# PROBLEM DETAILS
Among the entries below, how many lines contain the string "GlyphId"? Reply with that number alone.
________________________________________
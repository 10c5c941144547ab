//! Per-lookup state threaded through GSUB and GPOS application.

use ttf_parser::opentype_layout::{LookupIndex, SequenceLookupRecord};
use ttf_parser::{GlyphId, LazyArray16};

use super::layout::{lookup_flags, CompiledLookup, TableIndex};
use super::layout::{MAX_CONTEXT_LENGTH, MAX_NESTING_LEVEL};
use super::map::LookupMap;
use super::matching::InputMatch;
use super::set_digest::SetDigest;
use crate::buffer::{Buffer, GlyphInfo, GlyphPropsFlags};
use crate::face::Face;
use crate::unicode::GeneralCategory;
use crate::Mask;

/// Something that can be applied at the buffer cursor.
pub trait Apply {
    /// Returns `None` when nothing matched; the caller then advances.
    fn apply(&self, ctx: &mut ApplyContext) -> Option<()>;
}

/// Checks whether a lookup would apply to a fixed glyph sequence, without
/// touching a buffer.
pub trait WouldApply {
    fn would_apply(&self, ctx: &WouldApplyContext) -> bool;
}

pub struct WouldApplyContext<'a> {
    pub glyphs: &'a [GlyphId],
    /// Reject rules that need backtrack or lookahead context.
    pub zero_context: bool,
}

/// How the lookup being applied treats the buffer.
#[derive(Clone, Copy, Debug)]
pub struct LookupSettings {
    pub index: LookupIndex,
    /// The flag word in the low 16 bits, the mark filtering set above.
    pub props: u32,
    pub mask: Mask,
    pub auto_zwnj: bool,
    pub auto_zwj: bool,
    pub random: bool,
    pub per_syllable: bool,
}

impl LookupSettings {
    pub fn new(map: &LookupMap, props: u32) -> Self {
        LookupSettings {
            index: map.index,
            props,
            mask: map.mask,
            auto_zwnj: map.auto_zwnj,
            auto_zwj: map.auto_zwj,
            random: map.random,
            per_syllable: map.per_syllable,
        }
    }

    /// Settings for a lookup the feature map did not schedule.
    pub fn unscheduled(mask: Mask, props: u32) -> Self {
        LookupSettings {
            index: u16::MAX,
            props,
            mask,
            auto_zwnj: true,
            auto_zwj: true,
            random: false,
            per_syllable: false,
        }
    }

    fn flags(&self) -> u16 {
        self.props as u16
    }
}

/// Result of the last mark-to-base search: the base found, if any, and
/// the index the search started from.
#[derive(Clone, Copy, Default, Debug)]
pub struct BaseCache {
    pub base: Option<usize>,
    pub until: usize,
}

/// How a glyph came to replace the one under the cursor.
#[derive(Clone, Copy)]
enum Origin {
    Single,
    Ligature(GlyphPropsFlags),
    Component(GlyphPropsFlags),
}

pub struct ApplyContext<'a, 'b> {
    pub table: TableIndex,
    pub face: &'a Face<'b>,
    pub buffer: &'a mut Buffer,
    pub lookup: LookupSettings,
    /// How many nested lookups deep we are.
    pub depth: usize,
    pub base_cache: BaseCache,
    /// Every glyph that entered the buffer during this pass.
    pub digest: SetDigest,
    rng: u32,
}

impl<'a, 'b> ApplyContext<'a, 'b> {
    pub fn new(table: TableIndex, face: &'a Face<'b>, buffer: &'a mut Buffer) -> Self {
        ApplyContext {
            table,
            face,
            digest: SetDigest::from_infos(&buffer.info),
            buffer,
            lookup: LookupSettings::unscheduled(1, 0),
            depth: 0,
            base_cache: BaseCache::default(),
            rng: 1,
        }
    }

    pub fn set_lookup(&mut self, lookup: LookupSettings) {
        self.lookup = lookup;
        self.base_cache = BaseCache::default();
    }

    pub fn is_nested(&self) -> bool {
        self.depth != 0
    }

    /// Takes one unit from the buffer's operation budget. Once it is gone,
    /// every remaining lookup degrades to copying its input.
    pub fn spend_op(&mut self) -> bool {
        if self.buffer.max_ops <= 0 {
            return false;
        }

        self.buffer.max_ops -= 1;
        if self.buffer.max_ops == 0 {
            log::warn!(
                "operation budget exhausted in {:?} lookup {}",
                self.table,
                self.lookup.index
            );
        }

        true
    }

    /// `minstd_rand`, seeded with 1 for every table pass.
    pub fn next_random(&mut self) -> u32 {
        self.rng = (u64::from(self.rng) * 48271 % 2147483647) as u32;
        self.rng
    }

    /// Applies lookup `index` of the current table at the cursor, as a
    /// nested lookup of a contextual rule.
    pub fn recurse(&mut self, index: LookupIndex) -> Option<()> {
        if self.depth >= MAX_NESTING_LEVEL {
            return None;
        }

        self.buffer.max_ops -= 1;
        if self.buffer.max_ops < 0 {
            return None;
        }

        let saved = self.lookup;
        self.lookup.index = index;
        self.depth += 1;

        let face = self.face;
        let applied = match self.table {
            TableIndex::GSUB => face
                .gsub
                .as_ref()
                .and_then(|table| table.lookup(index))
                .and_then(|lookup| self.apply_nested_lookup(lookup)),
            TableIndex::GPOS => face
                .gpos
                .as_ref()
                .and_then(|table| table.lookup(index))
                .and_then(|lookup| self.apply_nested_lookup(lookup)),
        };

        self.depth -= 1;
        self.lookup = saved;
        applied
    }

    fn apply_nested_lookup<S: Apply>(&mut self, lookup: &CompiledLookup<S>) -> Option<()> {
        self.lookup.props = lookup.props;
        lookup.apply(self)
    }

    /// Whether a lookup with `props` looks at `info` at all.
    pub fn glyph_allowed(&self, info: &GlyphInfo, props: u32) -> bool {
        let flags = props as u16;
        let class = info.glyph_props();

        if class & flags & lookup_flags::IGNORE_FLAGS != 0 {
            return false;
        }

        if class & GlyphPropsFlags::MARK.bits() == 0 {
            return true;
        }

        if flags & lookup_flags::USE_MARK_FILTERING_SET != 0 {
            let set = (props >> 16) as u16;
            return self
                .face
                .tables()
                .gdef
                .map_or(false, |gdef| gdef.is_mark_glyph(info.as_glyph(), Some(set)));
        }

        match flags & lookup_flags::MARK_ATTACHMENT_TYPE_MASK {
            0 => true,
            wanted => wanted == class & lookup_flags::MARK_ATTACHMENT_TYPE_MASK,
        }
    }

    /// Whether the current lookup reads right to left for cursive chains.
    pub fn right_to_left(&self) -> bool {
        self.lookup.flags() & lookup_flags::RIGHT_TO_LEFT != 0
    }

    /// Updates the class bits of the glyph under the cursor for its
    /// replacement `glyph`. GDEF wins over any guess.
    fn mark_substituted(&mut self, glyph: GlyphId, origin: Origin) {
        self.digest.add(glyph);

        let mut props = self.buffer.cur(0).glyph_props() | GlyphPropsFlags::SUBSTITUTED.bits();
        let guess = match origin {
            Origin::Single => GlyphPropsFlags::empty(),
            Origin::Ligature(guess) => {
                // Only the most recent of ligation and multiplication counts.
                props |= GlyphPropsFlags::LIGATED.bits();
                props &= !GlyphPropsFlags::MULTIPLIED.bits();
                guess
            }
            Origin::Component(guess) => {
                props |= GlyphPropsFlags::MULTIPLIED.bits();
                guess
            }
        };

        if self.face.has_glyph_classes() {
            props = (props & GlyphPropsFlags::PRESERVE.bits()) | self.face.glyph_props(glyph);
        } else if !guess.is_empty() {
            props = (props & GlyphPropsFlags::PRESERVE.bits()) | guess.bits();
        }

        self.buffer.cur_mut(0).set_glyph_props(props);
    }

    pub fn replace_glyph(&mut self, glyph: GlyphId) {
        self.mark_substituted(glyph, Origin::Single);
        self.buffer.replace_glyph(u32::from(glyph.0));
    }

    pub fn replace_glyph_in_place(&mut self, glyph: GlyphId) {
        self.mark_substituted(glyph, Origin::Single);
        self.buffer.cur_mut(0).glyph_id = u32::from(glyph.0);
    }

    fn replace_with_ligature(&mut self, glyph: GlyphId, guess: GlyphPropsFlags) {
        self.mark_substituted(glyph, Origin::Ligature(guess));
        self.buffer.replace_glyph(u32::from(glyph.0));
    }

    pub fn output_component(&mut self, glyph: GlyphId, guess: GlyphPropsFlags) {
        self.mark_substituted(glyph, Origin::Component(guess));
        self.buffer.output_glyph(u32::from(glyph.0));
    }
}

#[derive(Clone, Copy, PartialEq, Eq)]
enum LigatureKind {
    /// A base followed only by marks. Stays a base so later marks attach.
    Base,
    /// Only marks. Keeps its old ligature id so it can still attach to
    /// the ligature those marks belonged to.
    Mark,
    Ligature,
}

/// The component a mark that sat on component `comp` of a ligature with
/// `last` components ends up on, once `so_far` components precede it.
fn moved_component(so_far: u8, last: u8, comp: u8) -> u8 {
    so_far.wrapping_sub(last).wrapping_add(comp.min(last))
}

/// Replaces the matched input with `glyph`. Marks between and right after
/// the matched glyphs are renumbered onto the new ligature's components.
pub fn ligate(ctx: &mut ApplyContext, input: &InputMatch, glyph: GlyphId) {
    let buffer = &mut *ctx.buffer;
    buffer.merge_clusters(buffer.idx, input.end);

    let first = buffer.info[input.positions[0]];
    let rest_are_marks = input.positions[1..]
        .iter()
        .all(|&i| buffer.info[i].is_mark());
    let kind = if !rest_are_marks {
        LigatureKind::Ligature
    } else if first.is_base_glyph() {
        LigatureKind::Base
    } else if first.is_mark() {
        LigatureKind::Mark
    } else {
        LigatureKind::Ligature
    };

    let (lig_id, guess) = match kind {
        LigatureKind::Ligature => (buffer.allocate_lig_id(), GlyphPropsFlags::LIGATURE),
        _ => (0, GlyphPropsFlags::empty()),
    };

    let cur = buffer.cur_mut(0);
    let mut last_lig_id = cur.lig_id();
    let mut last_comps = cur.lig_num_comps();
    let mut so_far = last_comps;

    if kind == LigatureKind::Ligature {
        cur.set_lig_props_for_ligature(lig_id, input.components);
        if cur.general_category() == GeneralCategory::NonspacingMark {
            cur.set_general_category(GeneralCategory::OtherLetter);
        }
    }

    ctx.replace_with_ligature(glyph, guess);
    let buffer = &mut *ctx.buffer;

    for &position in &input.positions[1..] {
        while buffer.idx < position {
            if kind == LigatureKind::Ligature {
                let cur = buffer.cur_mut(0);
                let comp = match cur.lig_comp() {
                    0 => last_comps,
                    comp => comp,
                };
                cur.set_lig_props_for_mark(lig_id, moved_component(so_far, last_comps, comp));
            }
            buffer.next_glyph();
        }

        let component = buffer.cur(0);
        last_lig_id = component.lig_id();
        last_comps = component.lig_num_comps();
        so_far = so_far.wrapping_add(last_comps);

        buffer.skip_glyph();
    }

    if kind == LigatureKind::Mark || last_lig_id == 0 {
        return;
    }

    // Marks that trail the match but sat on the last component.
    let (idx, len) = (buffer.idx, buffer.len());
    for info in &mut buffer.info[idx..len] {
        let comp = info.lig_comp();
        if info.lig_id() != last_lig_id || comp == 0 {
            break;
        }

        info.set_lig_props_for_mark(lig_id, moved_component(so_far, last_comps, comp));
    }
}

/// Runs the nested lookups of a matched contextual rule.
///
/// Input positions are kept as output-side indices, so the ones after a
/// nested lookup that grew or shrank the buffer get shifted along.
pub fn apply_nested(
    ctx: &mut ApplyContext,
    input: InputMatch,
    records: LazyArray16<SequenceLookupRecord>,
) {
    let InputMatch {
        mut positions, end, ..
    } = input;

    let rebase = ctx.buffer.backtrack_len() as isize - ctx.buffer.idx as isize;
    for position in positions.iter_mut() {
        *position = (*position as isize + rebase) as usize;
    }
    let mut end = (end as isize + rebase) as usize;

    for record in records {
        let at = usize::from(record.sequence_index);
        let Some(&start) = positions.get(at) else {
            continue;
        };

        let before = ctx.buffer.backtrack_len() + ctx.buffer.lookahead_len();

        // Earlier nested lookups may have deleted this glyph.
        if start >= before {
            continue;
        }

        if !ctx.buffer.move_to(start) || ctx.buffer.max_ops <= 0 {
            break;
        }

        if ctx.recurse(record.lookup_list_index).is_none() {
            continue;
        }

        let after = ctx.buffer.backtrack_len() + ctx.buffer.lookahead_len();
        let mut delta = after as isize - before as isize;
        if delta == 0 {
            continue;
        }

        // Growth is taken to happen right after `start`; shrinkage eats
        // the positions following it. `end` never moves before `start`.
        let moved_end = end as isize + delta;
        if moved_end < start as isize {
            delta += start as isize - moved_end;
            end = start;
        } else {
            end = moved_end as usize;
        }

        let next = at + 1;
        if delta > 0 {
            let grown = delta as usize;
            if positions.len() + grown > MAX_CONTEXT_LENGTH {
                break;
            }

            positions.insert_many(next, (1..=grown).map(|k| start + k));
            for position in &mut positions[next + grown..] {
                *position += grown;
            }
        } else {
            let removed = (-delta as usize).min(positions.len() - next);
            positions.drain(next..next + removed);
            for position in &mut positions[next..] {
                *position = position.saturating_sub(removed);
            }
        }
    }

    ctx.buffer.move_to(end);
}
________________________________________
# COMPLETED TASK
8